You were around since the start of creation And infinite you are with no limitation But I will not subject to your mutilation The scars you cause I wear with pride and celebration You feed my mutation Adding towards my transformation All the faking and the pretending... Fake friends for fake lives Be truly nice and get shat on It is the asshole that thrives Because I have a heart to them I am shit And it matters not how much shit strives Shit is still shit and that's how it is Lets see what happens when this shit gets knives Your attacks are just stimulation You are the light for my cultivation The blade loves me more than any person could It loves and embraces, through my blood to my heart Takes away the pain and soothes my soul Glues together pieces that were once apart Some attack themselves searching for liberation But it is just unrealized masturbation Self inflicted extermination, Will lead to no kind of salvation I thought she was different, and could be trusted but she just caused more emotional rape couldn't leave it alone, couldn't understand it is just my way to escape I will fight on until my expiration It is the only way to survive my embarkation My journey towards my final permutation Which will end when I reach the final destination I think I will have my brains fly through my head Just as soon as I have enough for a gun If only I could see when they discover my corpse That would make it so much more fun And though both may have small jubilation Neither will have victorious exaltation I can only hope I leave behind a reputation That gives others education And leads to their replication Although I do regret, I cannot take it back As my corpse will tell you, I am dead I finally did it and now I understand That all I have done is joined my head
I dunno I made the whole "ation" poem a LOOOOONNNNGGGG time ago and I started making a suicide thing, (just a stanza) and decided to add part of the "ation" poem (never named it) and I ended up adding most of it... this part WAS forced: I thought she was different, and could be trusted but she just caused more emotional rape couldn't leave it alone, couldn't understand it is just my way to escape
yeah it feels like u just used a rhyming dictionary and listed whatever u saw into sentences. give us a new way of looking at stuff instead of just a bunch of rhymes.

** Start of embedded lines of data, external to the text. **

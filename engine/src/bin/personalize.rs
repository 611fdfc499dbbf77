use std::path::PathBuf;

use clap::Parser;
use color_eyre::{Result, eyre::eyre};
use engine::{Config, ImageModel, Personalize, SelectedImage, config::API_URL_ENV, fetch_image};

/// Sends one photo to the personalize endpoint and prints the result url
#[derive(clap::Parser)]
struct Arg {
    image: PathBuf,

    #[arg(long, env = API_URL_ENV)]
    api_url: Option<String>,

    /// Also download the generated image to this file
    #[arg(short, long)]
    output: Option<PathBuf>,
}

#[tokio::main]
async fn main() -> Result<()> {
    pretty_env_logger::init();
    color_eyre::install()?;
    let Arg {
        image,
        api_url,
        output,
    } = Arg::parse();

    let cfg = Config::resolve(api_url)?;
    let image = SelectedImage::load(&image).await?;
    let client = reqwest::Client::new();
    let model = Personalize::with_client(cfg.api_url, client.clone());

    let result = model.generate(image).await.map_err(|e| {
        let notice = e.notice();
        eyre!("{}: {}", notice.title, notice.message)
    })?;
    println!("{}", result.url);

    if let Some(path) = output {
        let bytes = fetch_image(&client, &result.url).await?;
        tokio::fs::write(&path, &bytes).await?;
        println!("Saved image to {}, {} bytes", path.display(), bytes.len());
    }

    Ok(())
}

yes I know, I don't like TS Ellot and therfore I am the most vile and disgusting waste of life possible
"If only I could see when they discover my corpse That would make it so much more fun" According to some, this is possible. I rather enjoyed it. It's vulgar. Vulgarity is a nice break from all the pathetic attempts at high-mindedness one tends to see in these parts. Wouldn't it be a hoot to find out that just one of the people that post on any forum, anywhere, were sincerely how they represented themselves, and not just some phantasmagoric ego-projection? Or would that just be boring?
thank you, I was going for vulgarness and extremity I try to be true to me, when I first started posting I lied about not being a virgin, but now I'm just about completely honest, the ine thing that is different, is I don't usually bitch at strangers as much in real life, I still do, but not nearly as much
"Get a room, gayboys." __________________ I already got the room. All that's left to do is hunt you down, strap you in a gimp suit, and put the red rubber ball in your mouth. Or did you think that we were going to have all the fun without you?
I would love to force feed that guy his own dick then again, how can I force feed him with somehting I can't even find?